Now, regarding water transport, there can be various classifications other than the types of vessels or watercraft. Let us look at a few of them.
Types of Water Transport Based on routes or types of waterways catering to the traffic
Based on the waterways, water bodies, and routes catering to maritime or waterborne traffic, water or marine transport can be declassified into the following types:
River: This is a local form of water transport that is responsible for transport in a river. Rivers, as we know, are shallow freshwater bodies within a country that may span varying lengths. Riverine transportation further comes under the purview of inland waterways. This means that the channels or bodies catering to the given traffic are limited only to shallow water bodies under local consideration.

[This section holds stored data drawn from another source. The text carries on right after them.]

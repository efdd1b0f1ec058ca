//! Bonding curve quoting example.
//!
//! Builds the reference curve, quotes a few buys and sells, and shows the
//! buy/sell asymmetry.
//!
//! # Run
//!
//! ```bash
//! RUST_LOG=debug cargo run --example quote
//! ```

use tokenforge_curve::config::{CurveConfig, SellPricing};
use tokenforge_curve::curve::BondingCurve;
use tokenforge_curve::domain::TradeRequest;
use tokenforge_curve::session::MockWalletSession;
use tokenforge_curve::traits::{FromConfig, IdentityProvider, TradeQuoter};

fn main() -> Result<(), Box<dyn std::error::Error>> {
    tracing_subscriber::fmt()
        .with_env_filter(tracing_subscriber::EnvFilter::from_default_env())
        .init();

    println!("=== Bonding curve: price(k) = 0.001 · 1.0001^(100000 + k) ===\n");

    // ── 1. Sign in ──────────────────────────────────────────────────────
    let mut session = MockWalletSession::new();
    session.connect("0x742d35Cc6634C0532925a3b8D4C0532925a3b8D4")?;
    if let Some(identity) = session.current_identity() {
        println!("Connected wallet: {identity}");
    }

    // ── 2. Build the curve ──────────────────────────────────────────────
    let config = CurveConfig::reference();
    let curve = BondingCurve::from_config(&config)?;
    println!("Spot price:       {:.6} currency/token", curve.spot_price());
    println!("Unit ceiling:     {}", config.max_units_per_call());

    // ── 3. Quote buys ───────────────────────────────────────────────────
    println!("\n--- Buys ---");
    for currency in [1.0, 22.02, 100.0, 1_000.0, 1e9] {
        let estimate = curve.quote(&TradeRequest::buy(currency)?)?;
        println!("  {estimate}");
        if let Some(avg) = estimate.average_unit_price() {
            println!("    average paid: {avg:.6} currency/token");
        }
        if estimate.ceiling_reached() {
            println!("    stopped at the unit ceiling");
        }
    }

    // ── 4. Quote sells under both policies ──────────────────────────────
    println!("\n--- Sells ---");
    let steps = BondingCurve::from_config(&config.with_sell_pricing(SellPricing::UnitSteps))?;
    for tokens in [1.0, 100.0, 100.5] {
        let request = TradeRequest::sell(tokens)?;
        println!("  continuous: {}", curve.quote(&request)?);
        println!("  unit steps: {}", steps.quote(&request)?);
    }

    // ── 5. Buy/sell asymmetry ───────────────────────────────────────────
    let proceeds = curve.sell(100.0)?.amount_out();
    let back = curve.buy(proceeds)?.amount_out();
    println!("\nSell 100 tokens -> {proceeds} currency -> buys back {back} tokens");

    session.disconnect();
    Ok(())
}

Mostly inland water transportation is only meant for short-distance travel from one place to another. So likewise, river transport includes small to medium-sized vessels for both commercial and public as well as personal transportation across varying distances within the geographical limits of a country or state.
They may include a simple and austere fisherman’s boat lazily basking in the mellow sunlight of dusk to a medium-sized cargo vessel transporting food stock or industrial goods across distances of maybe 1000 or 2000 kilometres from one tip of a country to another.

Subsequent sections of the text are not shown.